EXERCISE DETAILS = Once the line containing "pub fn record_sets_backfilled(&self, n: u64)" is found, copy that line and all remaining lines of the records exactly, including the last one, and add nothing.

____

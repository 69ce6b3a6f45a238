use std::sync::atomic::{AtomicU64, Ordering};
use std::sync::Arc;
use serde::{Serialize, Deserialize};

/// Scheduler counters. All are atomic so the handle can be cloned freely.
#[derive(Clone, Default)]
pub struct Metrics {
    pub roadmaps_built: Arc<AtomicU64>,
    pub sets_generated: Arc<AtomicU64>,
    /// Sets added to reach the nine-per-day floor
    pub sets_backfilled: Arc<AtomicU64>,
    /// Pools that had to widen past the target level
    pub level_fallbacks: Arc<AtomicU64>,
    /// Slices that wrapped around a short pool
    pub pool_wraparounds: Arc<AtomicU64>,
    pub pool_cache_hits: Arc<AtomicU64>,
    pub pool_cache_misses: Arc<AtomicU64>,
    pub weekly_checks_submitted: Arc<AtomicU64>,
    pub promotions: Arc<AtomicU64>,
}

/// Point-in-time copy of [`Metrics`].
#[derive(Debug, Clone, Default, PartialEq, Eq, Serialize, Deserialize)]
pub struct MetricsSnapshot {
    pub roadmaps_built: u64,
    pub sets_generated: u64,
    pub sets_backfilled: u64,
    pub level_fallbacks: u64,
    pub pool_wraparounds: u64,
    pub pool_cache_hits: u64,
    pub pool_cache_misses: u64,
    pub weekly_checks_submitted: u64,
    pub promotions: u64,
}

fn bump(counter: &AtomicU64, by: u64) {
    counter.fetch_add(by, Ordering::Relaxed);
}

impl Metrics {
    pub fn new() -> Self {
        Self::default()
    }

    pub fn record_roadmap_built(&self) {
        bump(&self.roadmaps_built, 1);
    }

    pub fn record_sets_generated(&self, n: u64) {
        bump(&self.sets_generated, n);
    }

    pub fn record_sets_backfilled(&self, n: u64) {
        bump(&self.sets_backfilled, n);
    }

    pub fn record_level_fallback(&self) {
        bump(&self.level_fallbacks, 1);
    }

    pub fn record_wraparound(&self) {
        bump(&self.pool_wraparounds, 1);
    }

    pub fn record_cache_hit(&self) {
        bump(&self.pool_cache_hits, 1);
    }

    pub fn record_cache_miss(&self) {
        bump(&self.pool_cache_misses, 1);
    }

    pub fn record_weekly_check(&self, promoted: bool) {
        bump(&self.weekly_checks_submitted, 1);
        if promoted {
            bump(&self.promotions, 1);
        }
    }

    pub fn snapshot(&self) -> MetricsSnapshot {
        let load = |c: &Arc<AtomicU64>| c.load(Ordering::Relaxed);
        MetricsSnapshot {
            roadmaps_built: load(&self.roadmaps_built),
            sets_generated: load(&self.sets_generated),
            sets_backfilled: load(&self.sets_backfilled),
            level_fallbacks: load(&self.level_fallbacks),
            pool_wraparounds: load(&self.pool_wraparounds),
            pool_cache_hits: load(&self.pool_cache_hits),
            pool_cache_misses: load(&self.pool_cache_misses),
            weekly_checks_submitted: load(&self.weekly_checks_submitted),
            promotions: load(&self.promotions),
        }
    }
}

____

OUTPUT BELOW =
    pub fn record_sets_backfilled(&self, n: u64) {
        bump(&self.sets_backfilled, n);
    }

    pub fn record_level_fallback(&self) {
        bump(&self.level_fallbacks, 1);
    }

    pub fn record_wraparound(&self) {
        bump(&self.pool_wraparounds, 1);
    }

    pub fn record_cache_hit(&self) {
        bump(&self.pool_cache_hits, 1);
    }

    pub fn record_cache_miss(&self) {
        bump(&self.pool_cache_misses, 1);
    }

    pub fn record_weekly_check(&self, promoted: bool) {
        bump(&self.weekly_checks_submitted, 1);
        if promoted {
            bump(&self.promotions, 1);
        }
    }

    pub fn snapshot(&self) -> MetricsSnapshot {
        let load = |c: &Arc<AtomicU64>| c.load(Ordering::Relaxed);
        MetricsSnapshot {
            roadmaps_built: load(&self.roadmaps_built),
            sets_generated: load(&self.sets_generated),
            sets_backfilled: load(&self.sets_backfilled),
            level_fallbacks: load(&self.level_fallbacks),
            pool_wraparounds: load(&self.pool_wraparounds),
            pool_cache_hits: load(&self.pool_cache_hits),
            pool_cache_misses: load(&self.pool_cache_misses),
            weekly_checks_submitted: load(&self.weekly_checks_submitted),
            promotions: load(&self.promotions),
        }
    }
}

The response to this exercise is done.